Start of RECORDED DATA

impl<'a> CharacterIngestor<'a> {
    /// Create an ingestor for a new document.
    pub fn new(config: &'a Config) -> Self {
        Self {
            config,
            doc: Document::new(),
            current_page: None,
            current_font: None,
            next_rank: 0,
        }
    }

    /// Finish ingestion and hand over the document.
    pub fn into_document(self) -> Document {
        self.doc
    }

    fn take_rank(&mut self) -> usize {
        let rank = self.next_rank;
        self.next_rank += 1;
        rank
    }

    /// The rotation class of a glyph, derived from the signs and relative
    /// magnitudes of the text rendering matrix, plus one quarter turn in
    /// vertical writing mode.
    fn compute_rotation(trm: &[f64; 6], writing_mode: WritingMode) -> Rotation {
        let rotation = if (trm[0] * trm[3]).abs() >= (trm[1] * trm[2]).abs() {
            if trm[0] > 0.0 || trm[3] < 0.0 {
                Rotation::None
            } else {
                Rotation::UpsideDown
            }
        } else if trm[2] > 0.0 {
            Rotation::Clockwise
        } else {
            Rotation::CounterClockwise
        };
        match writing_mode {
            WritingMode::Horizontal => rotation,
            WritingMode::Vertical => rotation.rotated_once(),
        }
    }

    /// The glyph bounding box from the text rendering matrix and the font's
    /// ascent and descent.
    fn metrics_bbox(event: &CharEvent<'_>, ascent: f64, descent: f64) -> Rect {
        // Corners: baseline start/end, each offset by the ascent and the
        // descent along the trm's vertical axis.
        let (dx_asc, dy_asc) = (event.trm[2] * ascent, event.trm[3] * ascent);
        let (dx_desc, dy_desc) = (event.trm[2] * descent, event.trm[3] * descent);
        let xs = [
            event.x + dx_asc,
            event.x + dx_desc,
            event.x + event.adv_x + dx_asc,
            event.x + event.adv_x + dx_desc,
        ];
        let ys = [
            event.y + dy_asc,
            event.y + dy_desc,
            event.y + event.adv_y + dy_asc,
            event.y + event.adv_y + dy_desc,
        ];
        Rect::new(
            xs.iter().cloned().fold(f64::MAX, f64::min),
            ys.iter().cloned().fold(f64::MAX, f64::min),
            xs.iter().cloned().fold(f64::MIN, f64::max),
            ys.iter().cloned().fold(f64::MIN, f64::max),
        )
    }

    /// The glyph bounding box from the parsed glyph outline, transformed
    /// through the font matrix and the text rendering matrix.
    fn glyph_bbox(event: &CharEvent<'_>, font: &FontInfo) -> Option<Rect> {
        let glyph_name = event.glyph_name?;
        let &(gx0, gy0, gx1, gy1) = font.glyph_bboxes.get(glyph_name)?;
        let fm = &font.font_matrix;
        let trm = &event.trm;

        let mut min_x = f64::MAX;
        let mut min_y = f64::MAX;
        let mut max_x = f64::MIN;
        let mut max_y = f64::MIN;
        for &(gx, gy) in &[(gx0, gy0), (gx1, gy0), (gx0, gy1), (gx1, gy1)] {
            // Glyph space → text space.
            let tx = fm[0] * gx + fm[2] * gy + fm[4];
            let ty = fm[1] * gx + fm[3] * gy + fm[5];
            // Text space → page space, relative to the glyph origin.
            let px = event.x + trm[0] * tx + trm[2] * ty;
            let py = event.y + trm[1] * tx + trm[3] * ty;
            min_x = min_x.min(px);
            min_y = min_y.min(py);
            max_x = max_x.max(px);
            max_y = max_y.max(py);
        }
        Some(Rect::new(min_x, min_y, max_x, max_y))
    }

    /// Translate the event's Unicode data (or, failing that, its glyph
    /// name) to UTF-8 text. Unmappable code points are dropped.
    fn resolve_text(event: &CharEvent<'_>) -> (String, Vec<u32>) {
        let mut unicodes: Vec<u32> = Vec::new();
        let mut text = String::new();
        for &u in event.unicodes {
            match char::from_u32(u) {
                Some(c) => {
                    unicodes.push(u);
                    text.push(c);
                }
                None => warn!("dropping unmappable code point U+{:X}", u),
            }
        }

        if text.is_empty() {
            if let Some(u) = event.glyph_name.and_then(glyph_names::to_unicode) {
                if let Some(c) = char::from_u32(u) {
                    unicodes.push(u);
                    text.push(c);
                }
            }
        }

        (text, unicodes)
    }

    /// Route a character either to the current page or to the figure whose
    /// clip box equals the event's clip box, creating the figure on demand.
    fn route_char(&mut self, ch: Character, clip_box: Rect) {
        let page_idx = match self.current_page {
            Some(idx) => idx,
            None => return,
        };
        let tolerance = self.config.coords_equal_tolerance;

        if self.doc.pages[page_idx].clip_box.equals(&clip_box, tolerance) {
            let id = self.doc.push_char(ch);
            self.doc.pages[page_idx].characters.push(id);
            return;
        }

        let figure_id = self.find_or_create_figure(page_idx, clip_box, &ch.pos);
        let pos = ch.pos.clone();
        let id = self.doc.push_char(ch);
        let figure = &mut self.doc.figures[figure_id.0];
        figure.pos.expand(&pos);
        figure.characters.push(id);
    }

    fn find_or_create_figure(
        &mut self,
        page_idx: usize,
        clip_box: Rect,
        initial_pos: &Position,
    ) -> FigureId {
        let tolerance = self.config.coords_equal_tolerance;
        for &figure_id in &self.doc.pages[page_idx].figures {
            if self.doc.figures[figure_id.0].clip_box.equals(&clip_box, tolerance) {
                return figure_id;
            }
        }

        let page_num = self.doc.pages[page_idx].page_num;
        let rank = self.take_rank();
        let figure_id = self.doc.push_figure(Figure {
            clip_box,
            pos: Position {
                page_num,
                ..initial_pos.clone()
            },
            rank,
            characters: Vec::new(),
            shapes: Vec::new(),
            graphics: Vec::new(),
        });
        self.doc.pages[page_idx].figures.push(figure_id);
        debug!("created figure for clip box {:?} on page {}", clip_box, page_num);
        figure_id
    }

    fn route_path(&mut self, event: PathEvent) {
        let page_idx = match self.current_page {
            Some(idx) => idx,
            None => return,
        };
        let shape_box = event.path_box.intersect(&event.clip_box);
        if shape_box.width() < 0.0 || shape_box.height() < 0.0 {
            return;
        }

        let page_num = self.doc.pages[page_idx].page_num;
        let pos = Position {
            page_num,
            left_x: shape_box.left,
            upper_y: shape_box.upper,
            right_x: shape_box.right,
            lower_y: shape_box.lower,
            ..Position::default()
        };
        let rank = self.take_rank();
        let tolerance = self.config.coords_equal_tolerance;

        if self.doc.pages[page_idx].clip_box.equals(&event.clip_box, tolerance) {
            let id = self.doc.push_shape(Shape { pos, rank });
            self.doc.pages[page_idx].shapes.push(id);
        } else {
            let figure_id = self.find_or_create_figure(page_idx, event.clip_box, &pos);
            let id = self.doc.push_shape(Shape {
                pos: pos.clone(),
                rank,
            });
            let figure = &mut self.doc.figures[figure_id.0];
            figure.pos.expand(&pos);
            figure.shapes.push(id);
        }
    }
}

End of RECORDED DATA

_INSTRUCTIONS TO FOLLOW_: Where a line of the data above includes "match", copy that line.

_EXERCISE SOLUTION_:
        match writing_mode {
            match char::from_u32(u) {
        let page_idx = match self.current_page {
        let page_idx = match self.current_page {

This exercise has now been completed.